Mixed martial arts career

Early career
A native of Central Massachusetts, Font began training as an amateur in 2009 and compiled a record of 3-1 before making his professional debut in December 2011.

Font compiled a record of 10-1 as a professional, competing for several regional promotions across his native New England before signing with the UFC in the spring of 2014.

Ultimate Fighting Championship
Font made his promotional debut against George Roop on July 5, 2014 at UFC 175. He won the fight via knockout in the first round. He also earned a Performance of the Night bonus.

For his next bout, Font was expected to face Chris Beal on September 5, 2014 at UFC Fight Night 50. However, Font pulled out of the bout, citing an injury.

Font was expected to face Mitch Gagnon on October 4, 2014 at UFC Fight Night 54. Subsequently, Font pulled out of the fight the week of the event,  and he was replaced by Roman Salazar.

Font was expected to face Chris Williams on January 17, 2016 at UFC Fight Night 81. Subsequently, Williams was forced out of the fight due to an injury, and he was replaced by Joey Gomez. Font won the fight by TKO in the second round.

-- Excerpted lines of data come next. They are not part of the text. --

//! # Domain Entities
//!
//! Values that flow through one bootstrap registration.

use std::fmt;
use std::time::Instant;

use serde::{Deserialize, Serialize};

/// Opaque single-use nonce token as handed to the prover.
#[derive(Clone, PartialEq, Eq, Hash, Serialize, Deserialize)]
#[serde(transparent)]
pub struct NonceToken(String);

impl NonceToken {
    pub fn new(token: impl Into<String>) -> Self {
        Self(token.into())
    }

    pub fn as_str(&self) -> &str {
        &self.0
    }

    /// Leading characters only, for log lines.
    pub fn short(&self) -> &str {
        truncate_for_log(&self.0)
    }

    pub fn into_inner(self) -> String {
        self.0
    }
}

impl fmt::Display for NonceToken {
    fn fmt(&self, f: &mut fmt::Formatter<'_>) -> fmt::Result {
        f.write_str(&self.0)
    }
}

impl fmt::Debug for NonceToken {
    fn fmt(&self, f: &mut fmt::Formatter<'_>) -> fmt::Result {
        write!(f, "NonceToken({}..)", self.short())
    }
}

impl AsRef<str> for NonceToken {
    fn as_ref(&self) -> &str {
        &self.0
    }
}

/// Number of characters of a nonce or digest that may appear in logs.
pub(crate) const LOG_PREFIX_LEN: usize = 8;

pub(crate) fn truncate_for_log(value: &str) -> &str {
    match value.char_indices().nth(LOG_PREFIX_LEN) {
        Some((idx, _)) => &value[..idx],
        None => value,
    }
}

/// A tracked nonce.
///
/// Valid for verification only while `now < expires_at` and `!consumed`.
#[derive(Debug, Clone)]
pub struct Nonce {
    pub token: NonceToken,
    pub issued_at: Instant,
    pub expires_at: Instant,
    pub consumed: bool,
}

impl Nonce {
    pub fn is_expired_at(&self, now: Instant) -> bool {
        now >= self.expires_at
    }

    pub fn is_usable_at(&self, now: Instant) -> bool {
        !self.consumed && !self.is_expired_at(now)
    }
}

/// The fields covered by the MAC, in canonical order.
#[derive(Clone, PartialEq, Eq)]
pub struct RegistrationFields {
    pub nonce: String,
    pub username: String,
    pub password: String,
    pub admin: bool,
    pub user_type: Option<String>,
}

impl RegistrationFields {
    pub fn new(
        nonce: impl Into<String>,
        username: impl Into<String>,
        password: impl Into<String>,
        admin: bool,
    ) -> Self {
        Self {
            nonce: nonce.into(),
            username: username.into(),
            password: password.into(),
            admin,
            user_type: None,
        }
    }

    pub fn with_user_type(mut self, user_type: impl Into<String>) -> Self {
        self.user_type = Some(user_type.into());
        self
    }
}

impl fmt::Debug for RegistrationFields {
    fn fmt(&self, f: &mut fmt::Formatter<'_>) -> fmt::Result {
        f.debug_struct("RegistrationFields")
            .field("nonce", &truncate_for_log(&self.nonce))
            .field("username", &self.username)
            .field("password", &"<redacted>")
            .field("admin", &self.admin)
            .field("user_type", &self.user_type)
            .finish()
    }
}

/// One registration attempt as received by the verifier.
#[derive(Debug, Clone)]
pub struct RegistrationAttempt {
    pub fields: RegistrationFields,
    /// Hex-encoded HMAC-SHA256 supplied by the prover
    pub mac: String,
    /// Not covered by the MAC
    pub display_name: Option<String>,
}

/// Evidence that an attempt was authorized.
#[derive(Debug, Clone)]
pub struct AuthorizationProof {
    pub nonce: NonceToken,
    pub digest: String,
    pub fields: RegistrationFields,
}

/// Request handed to the account-creation collaborator after authorization.
#[derive(Clone)]
pub struct NewAccount {
    pub username: String,
    pub password: String,
    pub admin: bool,
    pub display_name: Option<String>,
    pub user_type: Option<String>,
}

impl NewAccount {
    pub fn from_proof(proof: &AuthorizationProof, display_name: Option<String>) -> Self {
        Self {
            username: proof.fields.username.clone(),
            password: proof.fields.password.clone(),
            admin: proof.fields.admin,
            display_name,
            user_type: proof.fields.user_type.clone(),
        }
    }
}

impl fmt::Debug for NewAccount {
    fn fmt(&self, f: &mut fmt::Formatter<'_>) -> fmt::Result {
        f.debug_struct("NewAccount")
            .field("username", &self.username)
            .field("admin", &self.admin)
            .field("display_name", &self.display_name)
            .field("user_type", &self.user_type)
            .finish_non_exhaustive()
    }
}

/// Credentials returned once the account exists.
#[derive(Debug, Clone, PartialEq, Eq, Serialize, Deserialize)]
pub struct AccountInfo {
    pub user_id: String,
    pub device_id: String,
    pub access_token: String,
    #[serde(default, skip_serializing_if = "Option::is_none")]
    pub refresh_token: Option<String>,
    pub expires_in: u64,
    #[serde(default, skip_serializing_if = "Option::is_none")]
    pub home_server: Option<String>,
}
//! Concrete implementations of the outbound ports.

pub mod clock;
pub mod memory;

Font next faced John Lineker on May 14, 2016 at UFC 198. He lost the fight via unanimous decision.

Font was expected to face Ian Entwistle on October 8, 2016 at UFC 204. However, on the day prior to the event, Entwistle fell ill during the weight cutting process and the bout was scrapped.

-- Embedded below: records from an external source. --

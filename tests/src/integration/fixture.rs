//! Live gateway fixture bound to `127.0.0.1:0`.

use std::net::SocketAddr;
use std::time::Duration;

use bootstrap_admin::RegistrationClient;
use bootstrap_core::SharedSecret;
use bootstrap_gateway::{BootstrapGateway, GatewayConfig};
use tokio::net::TcpListener;
use tokio::sync::oneshot;
use tokio::task::JoinHandle;

pub const SECRET: &str = "test_shared_secret";

pub struct TestGateway {
    pub addr: SocketAddr,
    shutdown: Option<oneshot::Sender<()>>,
    server: Option<JoinHandle<()>>,
}

impl TestGateway {
    /// Registration enabled with [`SECRET`] and default limits.
    pub async fn start() -> Self {
        Self::start_with(enabled_config()).await
    }

    pub async fn start_with(config: GatewayConfig) -> Self {
        let gateway = BootstrapGateway::new(config).expect("valid test config");
        let listener = TcpListener::bind("127.0.0.1:0")
            .await
            .expect("bind ephemeral port");
        let addr = listener.local_addr().expect("local addr");

        let (tx, rx) = oneshot::channel::<()>();
        let server = tokio::spawn(async move {
            let _ = gateway
                .serve(listener, async {
                    let _ = rx.await;
                })
                .await;
        });

        Self {
            addr,
            shutdown: Some(tx),
            server: Some(server),
        }
    }

    pub fn url(&self) -> String {
        format!("http://{}", self.addr)
    }

    pub fn client(&self) -> RegistrationClient {
        self.client_with_secret(SECRET)
    }

    pub fn client_with_secret(&self, secret: &str) -> RegistrationClient {
        RegistrationClient::new(self.url(), SharedSecret::new(secret).expect("non-empty secret"))
            .expect("client builds")
    }

    pub async fn metrics(&self) -> serde_json::Value {
        reqwest::get(format!("{}/metrics", self.url()))
            .await
            .expect("metrics reachable")
            .json()
            .await
            .expect("metrics json")
    }

    pub async fn stop(mut self) {
        if let Some(tx) = self.shutdown.take() {
            let _ = tx.send(());
        }
        if let Some(server) = self.server.take() {
            let _ = tokio::time::timeout(Duration::from_secs(5), server).await;
        }
    }
}

impl Drop for TestGateway {
    fn drop(&mut self) {
        if let Some(server) = self.server.take() {
            server.abort();
        }
    }
}

pub fn enabled_config() -> GatewayConfig {
    let mut config = GatewayConfig::default();
    config.registration.enabled = true;
    config.registration.shared_secret = Some(SECRET.to_string());
    config
}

Font was expected to face Alejandro Pérez on December 3, 2016 at The Ultimate Fighter 24 Finale. However, Perez pulled out of the fight on November 24.  He was replaced by promotional newcomer Matt Schnell. Font won the fight via TKO in the first round.

Font faced Douglas Silva de Andrade on July 8, 2017 at UFC 213. He won the fight by submission in the second round. He earned the Performance of the Night award for the win.

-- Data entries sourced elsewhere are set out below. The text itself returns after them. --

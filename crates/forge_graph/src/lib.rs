//! # forge_graph
//!
//! Typed infrastructure-graph core for cfnforge.
//!
//! Resources, parameters and outputs are nodes in a per-template graph with
//! derived dependency edges. A template is built in one pass, validated by the
//! resolver (dangling references, cross-stack export contracts, cycles) and
//! then emitted deterministically as CloudFormation JSON.
//!
//! ## Example
//!
//! ```rust
//! use forge_graph::{emit, resolve, LogicalId, ParameterSpec, Template, TemplateRegistry, Value};
//! use indexmap::IndexMap;
//!
//! let mut t = Template::new("MyStack", "Network general stack");
//! t.add_parameter(LogicalId::new("stackName").unwrap(), ParameterSpec::string("Stack name")).unwrap();
//! t.add_resource(LogicalId::new("vpc").unwrap(), "AWS::EC2::VPC", IndexMap::new()).unwrap();
//!
//! let ordered = resolve(&t, &TemplateRegistry::new()).unwrap();
//! let document = emit(&ordered).unwrap();
//! assert!(document.contains("AWS::EC2::VPC"));
//! ```

pub mod emitter;
pub mod error;
pub mod id;
pub mod node;
pub mod resolver;
pub mod template;
pub mod value;

pub use emitter::emit;
pub use error::{EmitError, GraphError, GraphResult, ResolveError};
pub use id::LogicalId;
pub use node::{Node, NodeKind, ParameterSpec};
pub use resolver::{resolve, OrderedTemplate, TemplateRegistry};
pub use template::{Template, FORMAT_VERSION};
pub use value::{Scalar, Value};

Font faced Pedro Munhoz on October 28, 2017 at UFC Fight Night 119. He lost the fight via submission in round one.

Font faced Thomas Almeida on January 20, 2018 at UFC 220. He won the fight via TKO in the second round.

Font faced Raphael Assunção on July 7, 2018 at UFC 226. He lost the fight via unanimous decision.

Font faced Sergio Pettis on December 15, 2018 at UFC on Fox 31. He won the fight via unanimous decision.

Font was expected to face Cody Stamann on June 22, 2019 at UFC Fight Night 154. However, on June 5, 2019, it was reported that Stamman pulled out of the event due to an injury, and he was replaced by John Lineker. In turn, Lineker was pulled from the bout for an undisclosed reason. Font, in turn, would be removed from the card.

Font faced Ricky Simón at UFC on ESPN 7 on December 7, 2019. He won the fight via unanimous decision. This fight earned him the Fight of the Night award. 

Font faced Marlon Moraes on December 19, 2020 at UFC Fight Night 183. Font won the fight via technical knockout in round one. This win earned him a Performance of the Night award.

Font faced Cody Garbrandt on May 22, 2021 at UFC Fight Night 188. He won the bout by unanimous decision.

Font faced former WEC and UFC featherweight champion José Aldo in the headliner of UFC on ESPN 31 on December 4, 2021. He lost the fight via unanimous decision.

Font faced Marlon Vera on April 30, 2022 at UFC on ESPN 35. At the weigh-ins, Font weighed in at 138.5 pounds, two and half pounds over the bantamweight non-title fight limit. The bout proceeded at a catchweight with Font forfeiting 20% of his purse to Vera. Despite significantly outstriking Vera, Font was dropped in three straight rounds and lost the fight via unanimous decision. The fight also earned the Fight of the Night award, although Font was deemed ineligible for a bonus due missing weight and his share went to Vera. Font set bantamweight records for significant and total strikes landed and attempted in a fight; It also had the second-most combined strikes landed of any UFC fight.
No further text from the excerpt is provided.